Market sources say the share of packaged mixed spices for specific food recipes in overall exports of spices is on the rise. Total exports of spices that stood at $50m in FY12 went up to $68m in FY13 but fell in FY14 to $56.4m because domestic sales through superstores surged. (In eight months of FY15, however, exports have again rebounded with 24pc yoy growth).

The spice industry is largely undocumented and 65-70pc of the market share remains in the informal sector. In 2006, a study conducted by the federal government with the industry’s help had estimated that spice manufacturers in organised sector enjoyed 25pc of the market share.

Taking that ratio as the basis and factoring in such important things like the estimated increase in total demand and supply and growth in sales of spice making companies, “we can assume that this percentage has risen to 30-35pc,” says an official of Shan Foods.

National Foods and Shan Foods each claim to enjoy a 40pc share in branded spice market. Shan Foods sells more than 60pc of its spices in the domestic market and exports the remaining 40pc to foreign markets in the Middle East, North America, UK and Europe, company officials say.

Chef Pride and Mehran, two other smaller spice proceesing companies have also started to be doing well, both locally and on the export front.

In addition, some food companies whose core business was not related to spices now process them to benefit from a growing market for branded products.

Habib Oil Mills, mainly an edible oil producer, is prominent among them. Some plain Habib spices and one or two recipe-mix spices are doing a good business in big cities.

Apart from the above-named major spice makers, lots of small spice units have also been set up in recent years. They, too, produce branded spices for the low-income group.

Market leaders enter into sale agreements with superstores like Metro, Imtiaz, etc. that are typically undertaken between producers and distributors. Spice makers, like all other manufacturers of FMCG, sell their products in bulk to superstores which also cater to the demand of retailers in their areas which the company distributors don’t reach, market sources say.

Pakistan produces onion, garlic, chillies, coriander, turmeric and, to some extent ginger. Other than these, all raw spices are either imported from various countries or some of them are routinely smuggled into the country from neighbouring countries like Iran and India.

Annual imports of black peeper, cardamom, cassia, cinnamon, clove, cumin seeds, ginger, nutmeg, bay leaf etc. runs into billions of rupees.

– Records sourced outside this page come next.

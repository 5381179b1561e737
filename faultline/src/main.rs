#![allow(clippy::must_use_candidate, clippy::missing_errors_doc)]

mod args;

use args::Args;
use clap::Parser;
use faultline_config::Config;
use faultline_server::Server;
use tokio_util::sync::CancellationToken;

#[tokio::main]
async fn main() -> anyhow::Result<()> {
    let args = Args::parse();

    let config = Config::load(&args.config)?;

    faultline_telemetry::init(&config.telemetry)?;

    tracing::info!(config_path = %args.config.display(), "starting faultline");

    let mut server = Server::new(&config)?;
    if let Some(listen) = args.listen {
        server = server.with_listen_address(listen);
    }

    let shutdown = CancellationToken::new();
    tokio::spawn({
        let shutdown = shutdown.clone();
        async move {
            shutdown_signal().await;
            shutdown.cancel();
        }
    });

    server.serve(shutdown).await?;

    tracing::info!("faultline stopped");
    Ok(())
}

/// Wait for `SIGINT` or, on unix, `SIGTERM`
async fn shutdown_signal() {
    let ctrl_c = async {
        if let Err(e) = tokio::signal::ctrl_c().await {
            tracing::error!(error = %e, "failed to listen for Ctrl+C");
            std::future::pending::<()>().await;
        }
    };

    #[cfg(unix)]
    let terminate = async {
        match tokio::signal::unix::signal(tokio::signal::unix::SignalKind::terminate()) {
            Ok(mut signal) => {
                signal.recv().await;
            }
            Err(e) => {
                tracing::error!(error = %e, "failed to install SIGTERM handler");
                std::future::pending::<()>().await;
            }
        }
    };

    #[cfg(not(unix))]
    let terminate = std::future::pending::<()>();

    tokio::select! {
        () = ctrl_c => {}
        () = terminate => {}
    }

    tracing::info!("shutdown signal received");
}
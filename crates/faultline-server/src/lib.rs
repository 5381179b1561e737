mod boundary;
mod error_page;
mod health;
mod members;
mod units;

use std::net::SocketAddr;
use std::sync::Arc;

use axum::Router;
use faultline_config::{Config, ResolverKind, UnitSelector};
use faultline_resolve::{FaultDispatcher, HandlerScope, HandlerTable, ResolverChain, ValidationResolver};
use tower_http::catch_panic::CatchPanicLayer;
use tower_http::trace::TraceLayer;

pub use boundary::FaultBoundary;
pub use error_page::ErrorPage;
pub use members::MemberDto;
pub use units::{MEMBERS_V1, MEMBERS_V2, MEMBERS_V3, UNIT_NAMES};

/// Assembled server with all routes and middleware
pub struct Server {
    router: Router,
    listen_address: SocketAddr,
}

impl Server {
    /// Build the server from configuration
    ///
    /// Handler tables and the resolver chain are built here, once, and shared
    /// read-only by every request.
    ///
    /// # Errors
    ///
    /// Returns an error if the advice configuration names an unknown
    /// handling unit
    pub fn new(config: &Config) -> anyhow::Result<Self> {
        let listen_address = config
            .server
            .listen_address
            .unwrap_or_else(|| SocketAddr::from(([0, 0, 0, 0], 8080)));

        validate_advice_units(&config.advice.units)?;

        let chain = Arc::new(build_resolver_chain(&config.resolvers));
        let advice = config
            .advice
            .enabled
            .then(|| Arc::new(HandlerTable::standard(HandlerScope::Global)));
        let error_page = ErrorPage::new(config.server.error_page.include_message);

        tracing::debug!(
            resolvers = ?chain,
            advice = advice.is_some(),
            "fault resolution configured"
        );

        let mut app = Router::new();

        // Health check
        if config.server.health.enabled {
            app = app.route(&config.server.health.path, axum::routing::get(health::health_handler));
        }

        // Handling units, each behind its own fault boundary
        for unit in units::handling_units() {
            let mut dispatcher = FaultDispatcher::new(Arc::clone(&chain));

            if let Some(table) = unit.table {
                dispatcher = dispatcher.with_unit_table(Arc::new(table));
            }

            if let Some(ref advice) = advice
                && config.advice.units.covers(unit.name)
            {
                dispatcher = dispatcher.with_advice(Arc::clone(advice));
            }

            tracing::debug!(unit = unit.name, advice = dispatcher.has_advice(), "mounting handling unit");

            let unit_boundary = FaultBoundary::new(unit.name, dispatcher, error_page);
            app = app.merge(bound_unit(unit.router, unit_boundary));
        }

        Ok(Self {
            router: with_outer_layers(app),
            listen_address,
        })
    }

    /// Get the configured listen address
    #[must_use]
    pub const fn listen_address(&self) -> SocketAddr {
        self.listen_address
    }

    /// Override the listen address
    #[must_use]
    pub const fn with_listen_address(mut self, listen_address: SocketAddr) -> Self {
        self.listen_address = listen_address;
        self
    }

    /// Consume the server and return the inner router
    ///
    /// Useful for testing when the caller manages the listener
    pub fn into_router(self) -> Router {
        self.router
    }

    /// Start serving requests
    ///
    /// Blocks until the cancellation token is triggered.
    ///
    /// # Errors
    ///
    /// Returns an error if binding the TCP listener or serving fails
    pub async fn serve(self, shutdown: tokio_util::sync::CancellationToken) -> anyhow::Result<()> {
        let listener = tokio::net::TcpListener::bind(self.listen_address)
            .await
            .map_err(|e| anyhow::anyhow!("failed to bind {}: {e}", self.listen_address))?;
        let local_addr = listener.local_addr()?;
        tracing::info!(%local_addr, "server listening");

        axum::serve(listener, self.router)
            .with_graceful_shutdown(async move {
                shutdown.cancelled().await;
                tracing::info!("graceful shutdown initiated");
            })
            .await?;

        Ok(())
    }
}

/// Put a unit's routes behind its fault boundary
fn bound_unit(router: Router, unit_boundary: FaultBoundary) -> Router {
    router.layer(axum::middleware::from_fn_with_state(unit_boundary, boundary::fault_boundary))
}

/// Tracing, then outermost: a panic anywhere inside becomes the default 500 page
fn with_outer_layers(app: Router) -> Router {
    app.layer(TraceLayer::new_for_http())
        .layer(CatchPanicLayer::custom(error_page::panic_response))
}

/// Register the configured resolvers in the listed order
fn build_resolver_chain(kinds: &[ResolverKind]) -> ResolverChain {
    kinds
        .iter()
        .fold(ResolverChain::builder(), |builder, kind| match kind {
            ResolverKind::Validation => builder.push(ValidationResolver),
        })
        .build()
}

fn validate_advice_units(selector: &UnitSelector) -> anyhow::Result<()> {
    if let UnitSelector::Units(names) = selector
        && let Some(unknown) = names.iter().find(|name| !UNIT_NAMES.contains(&name.as_str()))
    {
        anyhow::bail!(
            "advice.units names unknown handling unit '{unknown}' (known: {})",
            UNIT_NAMES.join(", ")
        );
    }

    Ok(())
}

“Ensuring regular and cost-effective availability of such a large number of spices and condiments in a highly competitive market is not an easy task,” says a senior official of Shan Foods. “Besides, large-scale spice manufacturing requires lots of investment in production and packaging machinery, product development research and innovative mass-marketing campaigns. That tends to keep new comers away from venturing into this industry.”